Below: Georgia's secretary of state is set to testify before the Jan. 6 committee, and U.S. officials warn that Russia will “probably” try to interfere in this year's elections. First up:

Langevin is reaching for cyber measures even as he heads out the door

Rep. Jim Langevin (D-R.I.), one of the most important cyber lawmakers in history, isn't running for reelection – but he still has work to do.

He’s looking at the annual must-pass defense authorization bill as an opportunity to fold in cybersecurity provisions that weren't even on the radar when he first joined Congress two decades ago.

The final version of the bill could include a flurry of cybersecurity measures, including recommendations from the Cyberspace Solarium Commission, which Langevin served on.

Langevin is eyeing at least five recommendations from the commission to be considered for the bill. Those include programs to boost cybersecurity collaboration and information gathering, and other proposals designed to reshape how the U.S. government thinks about cybersecurity and risk.

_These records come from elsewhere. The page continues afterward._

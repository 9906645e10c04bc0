use crate::{Advisory, EvaluationResult, Judgment, assess::Findings};

/// State carried through one run of the rule chain.
#[derive(Debug, Clone, Default, PartialEq, Eq)]
pub struct TestContext {
    advisories: Vec<Advisory>,
    judgments: Vec<Judgment>,
    /// Something went wrong that says nothing about the server, the run's
    /// advisories must not be published.
    pub inconclusive: bool,
    /// Index of the rule being, or last, evaluated.
    pub cursor: usize,
    pub findings: Findings,
}

impl TestContext {
    /// Appends a judgment and raises its advisory once.
    pub fn record(&mut self, judgment: Judgment) {
        if let Some(advisory) = judgment.advisory()
            && !self.advisories.contains(advisory)
        {
            self.advisories.push(*advisory);
        }
        self.judgments.push(judgment);
    }

    /// Records a judgment that poisons the whole run.
    pub fn mark_inconclusive(&mut self, judgment: Judgment) {
        self.inconclusive = true;
        self.record(judgment);
    }

    /// Everything raised so far, even for an inconclusive run.
    pub fn advisories(&self) -> &[Advisory] {
        &self.advisories
    }

    /// The advisories to publish, `None` once the run is inconclusive.
    pub fn published_advisories(&self) -> Option<&[Advisory]> {
        (!self.inconclusive).then_some(self.advisories.as_slice())
    }

    pub fn judgments(&self) -> &[Judgment] {
        &self.judgments
    }

    pub fn into_result(self) -> EvaluationResult {
        EvaluationResult::new(self.judgments)
    }
}

#[cfg(test)]
mod tests {
    use mxtls_common::TlsTestType;
    use pretty_assertions::assert_eq;

    use super::*;
    use crate::advisory::catalogue;

    #[test]
    fn test_advisories_are_deduplicated() {
        let mut context = TestContext::default();
        for test_type in [
            TlsTestType::Tls11AvailableWithBestCipherSuiteSelected,
            TlsTestType::Tls11AvailableWithWeakCipherSuiteNotSelected,
        ] {
            context.record(Judgment::from_advisory(test_type, &catalogue::TLS11_DISABLED, None));
        }

        assert_eq!(context.judgments().len(), 2);
        assert_eq!(context.advisories(), [catalogue::TLS11_DISABLED]);
        assert_eq!(
            context.published_advisories(),
            Some([catalogue::TLS11_DISABLED].as_slice())
        );
    }

    #[test]
    fn test_inconclusive_withholds_advisories() {
        let mut context = TestContext::default();
        context.record(Judgment::from_advisory(
            TlsTestType::Tls13AvailableWithBestCipherSuiteSelected,
            &catalogue::TLS13_SUPPORTED,
            None,
        ));
        context.mark_inconclusive(Judgment::inconclusive(
            TlsTestType::TlsSecureEllipticCurveSelected,
            "tcp_connection_failed",
        ));

        assert_eq!(context.advisories().len(), 1);
        assert_eq!(context.published_advisories(), None);
    }
}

  • Codification of defining the most important types of critical infrastructure to U.S. society. The Cybersecurity and Infrastructure Security Agency (CISA) has been working on identifying those entities.
  • Creation of centers to study important issues like open-source software, industrial technology and network security.
  • Making a Bureau of Cyber Statistics to collect, analyze and share cybersecurity-related data.
  • Inclusion of the Cyber Diplomacy Act to codify a Bureau of International Cyberspace Policy at the State Department. The department this year opened the long-awaited bureau, a step Langevin said “hits the right mark … but I want to see it enacted into law so it can't be changed by some future administration, or dropped or demoted in terms of its importance.”
  • Forming a system for the U.S. government to share sensitive cybersecurity information with the country’s most important infrastructure entities. That proposal is in a version of the bill that the full committee will discuss tomorrow.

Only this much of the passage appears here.